At €8,040 million, consolidated revenues in the first half of 2015 were 2.5 percent above the previous year’s figure (H1 2014: €7,846 million). Adjusted for exchange rate effects of 4.9 percent and portfolio and other effects of -1.9 percent, there was an organic decline in revenues of -0.5 percent.
Revenues of RTL Group increased compared with the same period in the previous year. This was primarily due to good business at Mediengruppe RTL Deutschland, the expansion of the digital activities and favorable exchange rate effects. Penguin Random House achieved a significant increase in revenues due to exchange rate effects. At Gruner + Jahr, revenues fell compared with the same period in the previous year, primarily due to the sale of the printing business in the United States in May 2014. The digital activities’ rising revenues could only partly compensate for further decline in the advertising business. Compared to the previous year, Arvato achieved higher revenues in the business units Customer Relationship Management, Financial Solutions and IT Solutions. Revenues at Be Printers were affected by the decline of the print businesses, particularly in gravure printing, and also by the sale of the Italian, Spanish and South American print businesses. Revenues at Corporate Investments increased significantly compared with the same period in the previous year. While the education and music fields recorded significant revenue growth due to acquisitions, the club and direct-marketing businesses were scaled back further.
Due to the continued strategic transformation and the weakness in the euro, there were changes in the geographical breakdown of revenues compared to the same period in the previous year. Revenue share in Germany was 34.0 percent, compared to 35.2 percent in the first half of 2014. The revenue share generated by France amounted to 14.0 percent (H1 2014: 15.2 percent). In the UK, revenue share was 5.9 percent (H1 2014: 5.7 percent), while other European countries achieved a lower revenue share of 17.8 percent (H1 2014: 18.8 percent). The share of total revenues generated in the United States rose to 21.5 percent (H1 2014: 18.9 percent); other countries accounted for a share of 6.8 percent (H1 2014: 6.2 percent). With these, the total share of revenues represented by foreign business increased slightly, from 64.8 percent in the first half of 2014 to 66.0 percent. The ratio of the four revenue streams (products and merchandise, advertising and services as well as rights and licenses) to one another remained mostly unchanged compared to the first half of 2014.
Bertelsmann achieved operating EBITDA of €1,063 million during the reporting period (H1 2014: €1,018 million). The EBITDA margin of 13.2 percent was above the level of 13.0 percent in the same period last year.

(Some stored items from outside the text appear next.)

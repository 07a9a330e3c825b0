//! Audit log — one decision record per `job_id`, overwritten on resubmission.
//!
//! `AppState` holds an `Arc<dyn AuditLog>`; production uses `PgAuditLog`.

#[cfg(test)]
pub mod memory;
pub mod postgres;

use async_trait::async_trait;
use chrono::{DateTime, Utc};
use serde::{Deserialize, Serialize};
use serde_json::Number;

use crate::errors::AppError;
use crate::scoring::gate::Decision;
use crate::scoring::models::{JobPosting, ScoreResult};

pub use postgres::PgAuditLog;

pub const COLLECTION: &str = "application_log";

#[derive(Debug, Clone, Copy, PartialEq, Eq, Serialize, Deserialize)]
#[serde(rename_all = "SCREAMING_SNAKE_CASE")]
pub enum ApplicationStatus {
    Rejected,
    ReadyForSubmission,
}

impl ApplicationStatus {
    pub fn as_str(&self) -> &'static str {
        match self {
            ApplicationStatus::Rejected => "REJECTED",
            ApplicationStatus::ReadyForSubmission => "READY_FOR_SUBMISSION",
        }
    }
}

/// The document written for a job. The write timestamp is assigned by the store.
#[derive(Debug, Clone, PartialEq, Serialize, Deserialize)]
pub struct ApplicationLogEntry {
    pub status: ApplicationStatus,
    pub score: Number,
    pub reason: Option<String>,
    pub gemini_details: Option<ScoreResult>,
    pub job_data: Option<JobPosting>,
}

impl ApplicationLogEntry {
    /// Builds the record for a gate decision. Details and job data are only
    /// kept for accepted postings.
    pub fn from_decision(decision: &Decision, result: &ScoreResult, posting: &JobPosting) -> Self {
        let (gemini_details, job_data) = if decision.persist_details {
            (Some(result.clone()), Some(posting.clone()))
        } else {
            (None, None)
        };

        Self {
            status: decision.status,
            score: decision.score.clone(),
            reason: decision.reason.map(str::to_string),
            gemini_details,
            job_data,
        }
    }
}

#[async_trait]
pub trait AuditLog: Send + Sync {
    /// Upserts the entry under `job_id`, fully replacing any previous one.
    /// Returns the server-assigned write timestamp.
    async fn write(
        &self,
        job_id: &str,
        entry: &ApplicationLogEntry,
    ) -> Result<DateTime<Utc>, AppError>;
}
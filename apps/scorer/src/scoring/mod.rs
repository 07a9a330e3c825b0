// Relevance scoring: prompt composition, the structured model call, the
// threshold gate and the HTTP entry point that ties them together.
// All model calls go through llm_client::ScoringModel.

pub mod gate;
pub mod handlers;
pub mod models;
pub mod pipeline;
pub mod prompts;
use anyhow::{Context, Result};
use sqlx::postgres::PgPoolOptions;
use sqlx::PgPool;
use tracing::info;

use crate::audit::{postgres::CREATE_APPLICATION_LOG, COLLECTION};

/// Creates and returns a PostgreSQL connection pool.
pub async fn create_pool(database_url: &str) -> Result<PgPool> {
    info!("Connecting to PostgreSQL...");

    let pool = PgPoolOptions::new()
        .max_connections(10)
        .connect(database_url)
        .await
        .context("Failed to connect to PostgreSQL")?;

    info!("PostgreSQL connection pool established");
    Ok(pool)
}

/// Creates the audit log table if it does not exist yet.
pub async fn ensure_schema(pool: &PgPool) -> Result<()> {
    sqlx::query(CREATE_APPLICATION_LOG)
        .execute(pool)
        .await
        .with_context(|| format!("Failed to create {COLLECTION} table"))?;

    info!("{COLLECTION} table ready");
    Ok(())
}
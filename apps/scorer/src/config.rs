use std::path::PathBuf;

use anyhow::{Context, Result};

/// Application configuration loaded from environment variables.
/// Startup fails if required variables are missing.
#[derive(Debug, Clone)]
pub struct Config {
    pub database_url: String,
    pub gemini_api_key: String,
    pub gemini_api_base: String,
    pub schema_path: PathBuf,
    pub profile_path: PathBuf,
    pub port: u16,
    pub rust_log: String,
}

impl Config {
    pub fn from_env() -> Result<Self> {
        dotenvy::dotenv().ok(); // load .env if present; ignore if missing

        Ok(Config {
            database_url: require_env("DATABASE_URL")?,
            gemini_api_key: require_env("GEMINI_API_KEY")?,
            gemini_api_base: env_or("GEMINI_API_BASE", crate::llm_client::DEFAULT_API_BASE),
            schema_path: env_or("SCORE_SCHEMA_PATH", "data/schema/score_schema.json").into(),
            profile_path: env_or("PROFILE_PATH", "data/master_profile.json").into(),
            port: std::env::var("PORT")
                .unwrap_or_else(|_| "8080".to_string())
                .parse::<u16>()
                .context("PORT must be a valid port number")?,
            rust_log: env_or("RUST_LOG", "info"),
        })
    }
}

fn require_env(key: &str) -> Result<String> {
    std::env::var(key).with_context(|| format!("Required environment variable '{key}' is not set"))
}

fn env_or(key: &str, default: &str) -> String {
    std::env::var(key).unwrap_or_else(|_| default.to_string())
}
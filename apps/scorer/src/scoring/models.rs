use serde::{Deserialize, Serialize};
use serde_json::{Map, Number, Value};

use crate::errors::AppError;

pub const MISSING_FIELDS_MESSAGE: &str = "Missing job_id or job_description";

/// Raw request body. Fields are optional here so that a missing field is a
/// validation error with our own message instead of an extractor rejection.
#[derive(Debug, Default, Deserialize)]
pub struct ScoreRequest {
    pub job_id: Option<String>,
    pub job_description: Option<String>,
}

/// A validated job posting. Both fields are non-empty.
#[derive(Debug, Clone, PartialEq, Serialize, Deserialize)]
pub struct JobPosting {
    pub job_id: String,
    pub job_description: String,
}

impl TryFrom<ScoreRequest> for JobPosting {
    type Error = AppError;

    fn try_from(request: ScoreRequest) -> Result<Self, Self::Error> {
        match (request.job_id, request.job_description) {
            (Some(job_id), Some(job_description))
                if !job_id.is_empty() && !job_description.is_empty() =>
            {
                Ok(JobPosting {
                    job_id,
                    job_description,
                })
            }
            _ => Err(AppError::Validation(MISSING_FIELDS_MESSAGE.to_string())),
        }
    }
}

/// Parsed structured output of the scoring model.
///
/// `weighted_score` is required and kept in the model's own number form, so an
/// integer score is echoed back as an integer. The rubric sub-scores and
/// anything else the model returns are kept as-is in `criteria`.
#[derive(Debug, Clone, PartialEq, Serialize, Deserialize)]
pub struct ScoreResult {
    pub weighted_score: Number,
    #[serde(default)]
    pub missing_keywords: Vec<String>,
    #[serde(flatten)]
    pub criteria: Map<String, Value>,
}
use async_trait::async_trait;
use chrono::{DateTime, Utc};
use sqlx::types::Json;
use sqlx::PgPool;

use super::{ApplicationLogEntry, AuditLog};
use crate::errors::AppError;

/// `application_log` as a keyed document table. JSON payloads live in JSONB columns.
pub const CREATE_APPLICATION_LOG: &str = r#"
    CREATE TABLE IF NOT EXISTS application_log (
        job_id          TEXT PRIMARY KEY,
        status          TEXT NOT NULL,
        score           DOUBLE PRECISION NOT NULL,
        reason          TEXT,
        gemini_details  JSONB,
        job_data        JSONB,
        "timestamp"     TIMESTAMPTZ NOT NULL DEFAULT now()
    )
"#;

/// Every column is replaced on conflict, so a resubmitted job never keeps
/// fields from its previous decision.
const UPSERT_ENTRY: &str = r#"
    INSERT INTO application_log
        (job_id, status, score, reason, gemini_details, job_data, "timestamp")
    VALUES ($1, $2, $3, $4, $5, $6, now())
    ON CONFLICT (job_id) DO UPDATE SET
        status         = EXCLUDED.status,
        score          = EXCLUDED.score,
        reason         = EXCLUDED.reason,
        gemini_details = EXCLUDED.gemini_details,
        job_data       = EXCLUDED.job_data,
        "timestamp"    = EXCLUDED."timestamp"
    RETURNING "timestamp"
"#;

#[derive(Clone)]
pub struct PgAuditLog {
    pool: PgPool,
}

impl PgAuditLog {
    pub fn new(pool: PgPool) -> Self {
        Self { pool }
    }
}

#[async_trait]
impl AuditLog for PgAuditLog {
    async fn write(
        &self,
        job_id: &str,
        entry: &ApplicationLogEntry,
    ) -> Result<DateTime<Utc>, AppError> {
        let score = entry.score.as_f64().ok_or_else(|| {
            AppError::Persistence(format!("score {} has no float form", entry.score))
        })?;

        let written_at: DateTime<Utc> = sqlx::query_scalar(UPSERT_ENTRY)
            .bind(job_id)
            .bind(entry.status.as_str())
            .bind(score)
            .bind(entry.reason.as_deref())
            .bind(entry.gemini_details.as_ref().map(Json))
            .bind(entry.job_data.as_ref().map(Json))
            .fetch_one(&self.pool)
            .await?;

        Ok(written_at)
    }
}
use axum::{
    http::StatusCode,
    response::{IntoResponse, Response},
    Json,
};
use serde_json::json;
use thiserror::Error;

use crate::llm_client::LlmError;

/// Application-level error type.
/// Implements `IntoResponse` so Axum handlers can return `Result<T, AppError>`.
///
/// Only `Validation` is a client error. Every other kind answers 500 but keeps
/// its own `code` so callers and logs can tell the failures apart.
#[derive(Debug, Error)]
pub enum AppError {
    #[error("Validation error: {0}")]
    Validation(String),

    #[error("Upstream model error: {0}")]
    Upstream(String),

    #[error("Model output parse error: {0}")]
    Parse(String),

    #[error("Persistence error: {0}")]
    Persistence(String),

    #[error("Internal server error: {0}")]
    Internal(#[from] anyhow::Error),
}

impl From<LlmError> for AppError {
    fn from(err: LlmError) -> Self {
        match err {
            LlmError::Parse(_) | LlmError::EmptyContent => AppError::Parse(err.to_string()),
            LlmError::Http(_) | LlmError::Api { .. } | LlmError::Blocked(_) => {
                AppError::Upstream(err.to_string())
            }
        }
    }
}

impl From<sqlx::Error> for AppError {
    fn from(err: sqlx::Error) -> Self {
        AppError::Persistence(err.to_string())
    }
}

impl AppError {
    pub fn status_code(&self) -> StatusCode {
        match self {
            AppError::Validation(_) => StatusCode::BAD_REQUEST,
            _ => StatusCode::INTERNAL_SERVER_ERROR,
        }
    }

    pub fn code(&self) -> &'static str {
        match self {
            AppError::Validation(_) => "VALIDATION_ERROR",
            AppError::Upstream(_) => "UPSTREAM_ERROR",
            AppError::Parse(_) => "PARSE_ERROR",
            AppError::Persistence(_) => "PERSISTENCE_ERROR",
            AppError::Internal(_) => "INTERNAL_ERROR",
        }
    }
}

impl IntoResponse for AppError {
    fn into_response(self) -> Response {
        let message = match &self {
            AppError::Validation(msg) => msg.clone(),
            AppError::Upstream(msg) => {
                tracing::error!("Upstream model error: {msg}");
                "The scoring model request failed".to_string()
            }
            AppError::Parse(msg) => {
                tracing::error!("Model output parse error: {msg}");
                "The scoring model returned an unusable result".to_string()
            }
            AppError::Persistence(msg) => {
                tracing::error!("Persistence error: {msg}");
                "Failed to record the scoring decision".to_string()
            }
            AppError::Internal(e) => {
                tracing::error!("Internal error: {e:?}");
                "An internal server error occurred".to_string()
            }
        };

        let body = Json(json!({
            "status": "error",
            "code": self.code(),
            "message": message,
        }));

        (self.status_code(), body).into_response()
    }
}

#[cfg(test)]
mod tests {
    use super::*;

    #[test]
    fn test_only_validation_is_client_error() {
        assert_eq!(
            AppError::Validation("x".into()).status_code(),
            StatusCode::BAD_REQUEST
        );
        for err in [
            AppError::Upstream("x".into()),
            AppError::Parse("x".into()),
            AppError::Persistence("x".into()),
            AppError::Internal(anyhow::anyhow!("x")),
        ] {
            assert_eq!(err.status_code(), StatusCode::INTERNAL_SERVER_ERROR);
        }
    }

    #[test]
    fn test_llm_errors_split_between_upstream_and_parse() {
        let blocked: AppError = LlmError::Blocked("SAFETY".into()).into();
        assert_eq!(blocked.code(), "UPSTREAM_ERROR");

        let api: AppError = LlmError::Api {
            status: 403,
            message: "quota".into(),
        }
        .into();
        assert_eq!(api.code(), "UPSTREAM_ERROR");

        let empty: AppError = LlmError::EmptyContent.into();
        assert_eq!(empty.code(), "PARSE_ERROR");

        let bad_json = serde_json::from_str::<serde_json::Value>("{").unwrap_err();
        let parse: AppError = LlmError::Parse(bad_json).into();
        assert_eq!(parse.code(), "PARSE_ERROR");
    }

    #[tokio::test]
    async fn test_error_body_shape() {
        let response = AppError::Persistence("connection reset".into()).into_response();
        assert_eq!(response.status(), StatusCode::INTERNAL_SERVER_ERROR);

        let bytes = axum::body::to_bytes(response.into_body(), usize::MAX)
            .await
            .unwrap();
        let body: serde_json::Value = serde_json::from_slice(&bytes).unwrap();
        assert_eq!(body["status"], "error");
        assert_eq!(body["code"], "PERSISTENCE_ERROR");
        // internal details stay in the logs
        assert!(!body["message"].as_str().unwrap().contains("connection reset"));
    }
}
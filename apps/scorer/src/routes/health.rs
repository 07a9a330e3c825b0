use axum::Json;
use serde_json::{json, Value};

/// GET /health
/// Returns a simple status object with service version.
pub async fn health_handler() -> Json<Value> {
    Json(json!({
        "status": "ok",
        "version": env!("CARGO_PKG_VERSION"),
        "service": "hawk-scorer"
    }))
}
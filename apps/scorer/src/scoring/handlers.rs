//! Axum route handler for the scoring endpoint.

use axum::{
    extract::{rejection::JsonRejection, State},
    Json,
};
use serde::Serialize;
use serde_json::Number;
use tracing::{debug, warn};

use crate::audit::ApplicationStatus;
use crate::errors::AppError;
use crate::scoring::models::{JobPosting, ScoreRequest, ScoreResult};
use crate::scoring::pipeline::evaluate_posting;
use crate::state::AppState;

#[derive(Debug, Serialize)]
#[serde(tag = "status", rename_all = "lowercase")]
pub enum ScoreResponse {
    Rejected { score: Number },
    Success { score: Number, details: ScoreResult },
}

/// POST /
///
/// Scores a job posting against the candidate profile and records the
/// decision under its `job_id`.
pub async fn handle_score_job(
    State(state): State<AppState>,
    payload: Result<Json<ScoreRequest>, JsonRejection>,
) -> Result<Json<ScoreResponse>, AppError> {
    let Json(request) = payload.map_err(|rejection| {
        warn!("Rejected scoring request body: {rejection}");
        AppError::Validation(format!("Invalid JSON body: {}", rejection.body_text()))
    })?;

    let posting = JobPosting::try_from(request)?;

    let evaluation = evaluate_posting(
        state.model.as_ref(),
        state.audit_log.as_ref(),
        &state.context,
        &posting,
    )
    .await?;

    debug!(
        job_id = %posting.job_id,
        written_at = %evaluation.written_at,
        "Decision recorded"
    );

    let score = evaluation.decision.score;
    let response = match evaluation.decision.status {
        ApplicationStatus::Rejected => ScoreResponse::Rejected { score },
        ApplicationStatus::ReadyForSubmission => ScoreResponse::Success {
            score,
            details: evaluation.result,
        },
    };

    Ok(Json(response))
}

The operating earnings of RTL Group improved compared to the first half of 2014. The increase is mainly attributable to the positive development of Mediengruppe RTL Deutschland. Penguin Random House also recorded an increase in operating EBITDA. This was primarily due to the higher earnings contributions of the book-publishing business in the United States and UK, mainly caused by exchange rate effects. The operating EBITDA of Gruner + Jahr was below the previous year’s figure, due to lower revenues in the German and international advertising business. Operating earnings of Arvato increased compared to the same period last year. Declining volumes and price pressure at Be Printers led to a decline in earnings. The significantly increased operating EBITDA of Corporate Investments primarily reflects positive development in the music business as well as a higher earnings contribution from the investment funds and the education business.
The special items came to a total of €-101 million, compared to €-172 million in the same period last year. They consisted of impairment losses and reversals of impairment losses totaling €-5 million (H1 2014: €-98 million), fair value remeasurement of investments of €5 million (H1 2014: €2 million), results from disposals of investments of €17 million (H1 2014: €6 million), restructuring expenses and other special items totaling €-118 million (H1 2014: €-82 million).
Adjusting operating EBITDA for special items totaling €-101 million (H1 2014: €-172 million) and the amortization, depreciation, impairments and reversals of impairments on intangible assets and property, plant and equipment totaling €-1 million (H1 2014: €-100 million), which were not included in special items, EBIT amounted to €670 million in the reporting period (H1 2014: 557 million).
Group Profit or Loss
The financial result was €-119 million (H1 2014: €-125 million). Tax expenses were €-156 million, compared to €-178 million in the same period last year. The reduced tax expense is mainly attributable to the recognition of prior-period taxes and special items in connection with the measurement of loss carryforwards. Earnings after taxes from continuing operations were thus €395 million (H1 2014: €254 million). Earnings after taxes from discontinued operations were €3 million (H1 2014: €3 million). The Group profit increased to €398 million (H1 2014: €257 million). The share of Group profit held by Bertelsmann shareholders was €217 million (H1 2014: €124 million). The non-controlling interests in the Group profit came to €181 million (H1 2014: €133 million).